The Safeward model allows for the generation of a number of different interventions in order to reduce the rates of conflict and containment (Bowers, 2014). Bowers (2014) explains the term of conflict being aggression and self-harm and defines the term of containment as seclusion and manual restraint. The Safeward model specifies that there are several conflict-originating factors that may cause certain social and psychological situations, which in turn indicate and proceed to imminent behaviours, in which Bowers (2014) terms as flashpoints. Conflict-originating factors include different domains, such as staff team, physical environment, outside hospital, patient community, patient’s characteristics and regulatory framework.
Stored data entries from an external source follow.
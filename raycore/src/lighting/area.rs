use crate::{
    math::Vector3,
    sampler::{SampleStream, Sampler},
};

/// The surface an area light spreads its sample points over, centered on
/// the light's position.
#[derive(Debug, Clone, Copy, PartialEq, Eq)]
pub enum AreaShape {
    /// A plain point light.
    None,

    /// A square of side `size` in the XY plane.
    Square,

    /// A disk of radius `size` in the XY plane.
    Disk,

    /// A sphere of radius `size`.
    Sphere,

    /// The +Z half of a sphere of radius `size`.
    Hemisphere,
}

impl Default for AreaShape {
    fn default() -> Self {
        Self::None
    }
}

impl AreaShape {
    pub fn from_name(name: &str) -> Option<Self> {
        Some(match name {
            "none" | "noarea" => Self::None,
            "square" => Self::Square,
            "disk" => Self::Disk,
            "sphere" => Self::Sphere,
            "hemisphere" => Self::Hemisphere,
            _ => return None,
        })
    }

    /// Build the mapped sample tables this shape draws from.
    pub fn prepare(&self, sampler: &mut Sampler) {
        match self {
            Self::None | Self::Square => {}
            Self::Disk => sampler.map_to_unit_disk(),
            Self::Sphere => sampler.map_to_sphere(),
            Self::Hemisphere => sampler.map_to_hemisphere(1.),
        }
    }

    /// The next offset from the light's center.
    pub fn offset(&self, stream: &mut SampleStream, size: f64) -> Vector3 {
        match self {
            Self::None => Vector3::default(),
            Self::Square => {
                let p = stream.next_square();
                Vector3::new((p.x - 0.5) * size, (p.y - 0.5) * size, 0.)
            }
            Self::Disk => {
                let p = stream.next_disk();
                Vector3::new(p.x * size, p.y * size, 0.)
            }
            Self::Sphere => stream.next_sphere() * size,
            Self::Hemisphere => stream.next_hemisphere() * size,
        }
    }
}
mod cylinder;
mod polyhedron;
mod sphere;
mod torus;
mod transform;

use crate::math::{Ray, Vector3};

pub use cylinder::*;
pub use polyhedron::*;
pub use sphere::*;
pub use torus::*;
pub use transform::*;

/// The result of a ray intersection.
#[derive(Clone, Debug, PartialEq)]
pub struct Hit {
    /// Distance along the ray, in units of the ray's direction vector.
    pub t: f64,
    pub normal: Vector3,
    /// Set when the ray started inside the shape.
    pub inside: bool,
}

impl Hit {
    pub fn new(t: f64, normal: Vector3, inside: bool) -> Self {
        Self { t, normal, inside }
    }
}

/// A trait that represents any type that can be intersected by a Ray.
pub trait Intersect {
    /// Find the nearest intersection with `t` in `(EPSILON, max_t)`, if any.
    fn intersect(&self, ray: &Ray, max_t: f64) -> Option<Hit>;
}

/// The closed set of primitive shapes, each defined in its own object space.
#[derive(Debug, Clone)]
pub enum Shape {
    Sphere(Sphere),
    Polyhedron(Polyhedron),
    Torus(Torus),
    Cylinder(Cylinder),
}

impl Shape {
    pub fn kind(&self) -> &'static str {
        match self {
            Self::Sphere(_) => "sphere",
            Self::Polyhedron(_) => "polyhedron",
            Self::Torus(_) => "torus",
            Self::Cylinder(_) => "cylinder",
        }
    }
}

impl Intersect for Shape {
    fn intersect(&self, ray: &Ray, max_t: f64) -> Option<Hit> {
        match self {
            Self::Sphere(s) => s.intersect(ray, max_t),
            Self::Polyhedron(p) => p.intersect(ray, max_t),
            Self::Torus(t) => t.intersect(ray, max_t),
            Self::Cylinder(c) => c.intersect(ray, max_t),
        }
    }
}

/// A primitive instance placed in the scene.
#[derive(Debug, Clone)]
pub struct Object {
    /// Identity used to keep secondary rays from re-hitting this object.
    pub id: usize,
    pub shape: Shape,
    pub transform: Transform,
    /// Index into the scene's textures.
    pub texture: usize,
    /// Index into the scene's materials.
    pub material: usize,
}

impl Object {
    pub fn new(id: usize, shape: Shape, texture: usize, material: usize) -> Self {
        Self {
            id,
            shape,
            transform: Transform::default(),
            texture,
            material,
        }
    }

    pub fn with_transform(mut self, transform: Transform) -> Self {
        self.transform = transform;
        self
    }

    pub fn is_sphere(&self) -> bool {
        matches!(self.shape, Shape::Sphere(_))
    }

    /// Advance the object along its acceleration by `dt` and rebuild its
    /// world-to-object matrix.
    pub fn update_transform(&mut self, dt: f64) {
        self.transform.update(dt);
    }
}

impl Intersect for Object {
    /// Intersect in object space and bring the normal back to world space.
    fn intersect(&self, ray: &Ray, max_t: f64) -> Option<Hit> {
        let inverse = self.transform.inverse();
        let hit = self.shape.intersect(&ray.transform(&inverse), max_t)?;

        Some(Hit {
            normal: inverse.transform_normal(hit.normal).normalize(),
            ..hit
        })
    }
}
Bowers (2014) states the Safeward model creates a distinction between the originating domains and flashpoints and allows for clearer thinking about what can and cannot be changed by clinical staff working on the ward, therefore, facilitating a generation of ideas that have the potential to reduce conflict and containment. Richmond et al. (2012) report that there are a number of alternative strategies to restraint which includes de-escalation, distraction, reassurance, or sitting with a family member or staff. Furthermore, Robertson, Daffern, Thomas and Martin (2012) state that when dealing with an agitated or violent patient their behaviours occur as progressive and not as sudden or isolated incidents, by understanding this nurses are in a better position to assess the situation and break the progressive cycle before it gets to the point of restraint or seclusion.

Conclusion

Throughout designing this poster my personal values and beliefs were contended. I still feel that the decision to use restraint should not be taken lightly, as there is minimal evidence to suggest many positive effects of physical restraint. Since physical restraint is known as a challenging intervention, training nurses to find an alternative method would be suggested. Reviewing the Safeward model has enlightened me in thinking there are other options for reducing physical restraint on patients. However, I also understand that without restraint and seclusion there could be possible chaos within wards, people could potentially get hurt, and nurses possibly wanting to leave their profession. Respect and communication with patients is essential.